Я увеличил. Снимок уже не умещался целиком на маленьком дисплее. Я водил пальцем туда-сюда, скользил взглядом по фотографии. И наконец увидел. Прочитал про себя:
Дозировка:
детям с весом 5–12 кг (от ок. 3 мес. до 2 лет): 5 мг;
детям с весом более 12 кг (примерно от 2 лет и старше): 10 мг;
взрослым: 10 мг.
Предпоследняя строчка была подчеркнута.
— Ребенок, о котором идет речь, страдал эпилепсией или иной спазматической болезнью? — спросила Мария.
— Понятия не имею, — ответил я.
Но постараюсь выяснить, и как можно скорее. Мио пропал, когда ему было четыре года. Вряд ли речь шла об эпилепсии, возможно, судороги у него случались от высокой температуры. У Беллы такое было однажды, в двухлетнем возрасте. Я думал, она умрет прямо у меня на глазах. Воспоминание о тогдашней панике заставило меня отложить мобильник.
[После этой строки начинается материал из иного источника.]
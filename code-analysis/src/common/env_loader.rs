//! Environment variable loading utilities
//!
//! Configuration overrides share a common prefix (`CODE_ANALYSIS_`); this
//! module reads them with fallbacks so a missing or malformed variable never
//! aborts startup.

use std::env;

/// Load an environment variable with a string default
pub fn load_env_string(key: &str, default: &str) -> String {
    env::var(key).unwrap_or_else(|_| default.to_string())
}

/// Load an environment variable as a comma separated list
///
/// Items are trimmed and empty items are dropped. Returns `None` when the
/// variable is unset so callers can keep their existing value.
pub fn load_env_list(key: &str) -> Option<Vec<String>> {
    env::var(key).ok().map(|value| {
        value
            .split(',')
            .map(str::trim)
            .filter(|item| !item.is_empty())
            .map(str::to_string)
            .collect()
    })
}

/// Builder for loading multiple environment variables with consistent prefix
#[derive(Debug)]
pub struct EnvLoader {
    prefix: String,
}

impl EnvLoader {
    /// Create a new environment loader with the given prefix
    pub fn new(prefix: &str) -> Self {
        Self {
            prefix: prefix.to_string(),
        }
    }

    /// Full variable name for a suffix, e.g. `CODE_ANALYSIS_SERVER_NAME`
    pub fn key(&self, suffix: &str) -> String {
        format!("{}_{}", self.prefix, suffix)
    }

    /// Load a string value with default
    pub fn load_string(&self, suffix: &str, default: &str) -> String {
        load_env_string(&self.key(suffix), default)
    }

    /// Load a comma separated list, `None` when unset
    pub fn load_list(&self, suffix: &str) -> Option<Vec<String>> {
        load_env_list(&self.key(suffix))
    }
}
— На упаковке не было имени?
— Увы, нет. Его оторвали.
— А фамилии врача, который выписал рецепт?
— Она была на том же оторванном клочке. В упаковке оставалось только две ампулы. Она лежала в шкафчике в ванной.
— А что еще вы нашли? — спросил я, стараясь скрыть нетерпение в голосе. — Вы говорили, что следов два.
Она снова взяла в руки телефон.
— Вот.
Еще один снимок.
Пара желтых резиновых сапожек.
Я сразу вспомнил слова Сюзанны, воспитательницы из детского сада. В окно она видела, как Мио уводили. Двор был освещен плохо. Но при свете фонарей она узнала его желтые резиновые сапожки.
Пульс у меня участился. Впервые я вышел за пределы шатких теорий и сомнительных свидетельских показаний. Передо мной — конкретное доказательство, подтверждавшее то, что я слышал от свидетельницы, которая даже не назвала своего настоящего имени.
— Размер? — спросил я.
— Двадцать шестой. Я нашла их в дальнем углу гардероба.
На размер больше, чем у Беллы.
— А как вообще выглядел дом? На ваш взгляд, там кто-то живет?
Мария кивнула.
— Да. В корзине грязное белье, под мойкой ведро с мусором. Без запаха, значит, стоит там недавно.
Тем не менее в полдень, когда я там побывал, дом пустовал. Как и недавно, когда туда наведалась взломщица.
— В доме была и мужская, и женская одежда?
— Вся одежда, какую я видела, была дамских размеров. А в шкафу — несколько пар туфель на высоком каблуке.
— Детской одежды не было?
— Нет. Если не считать резиновых сапожек.
Я незаметно глянул на часы. Не стоит засиживаться слишком долго.
— Вы даже не представляете себе, как вы мне помогли, — сказал я. — Непременно сообщу Борису, и вы получите хорошее вознаграждение. Я…
— Мы еще не закончили. — Она говорила тихо, но отчетливо. — Помните, что я сказала, когда вы пришли?
Разумеется, я помнил, хотя предпочел бы забыть.
— Вы сказали что-то о хреновом заказе.
И что меня бы не было в живых, но об этом я умолчал.
— Кто-нибудь знал, что вы собираетесь вломиться в этот дом? — спросила Мария. — Отвечайте честно.
На секунду я подумал, не вооружена ли она, но обе ее руки лежали на столе. Ногти коротко подстрижены и не накрашены.
— Никто не знал, — сказал я. — Кроме Бориса.
Даже Люси не знала, подумал я.
— Проникнуть в дом, не нанеся определенного ущерба, было невозможно, — сказала Мария. — Поэтому я решила совершить весьма топорный взлом. Повреждения довольно серьезные, я хотела, чтобы все выглядело по-любительски.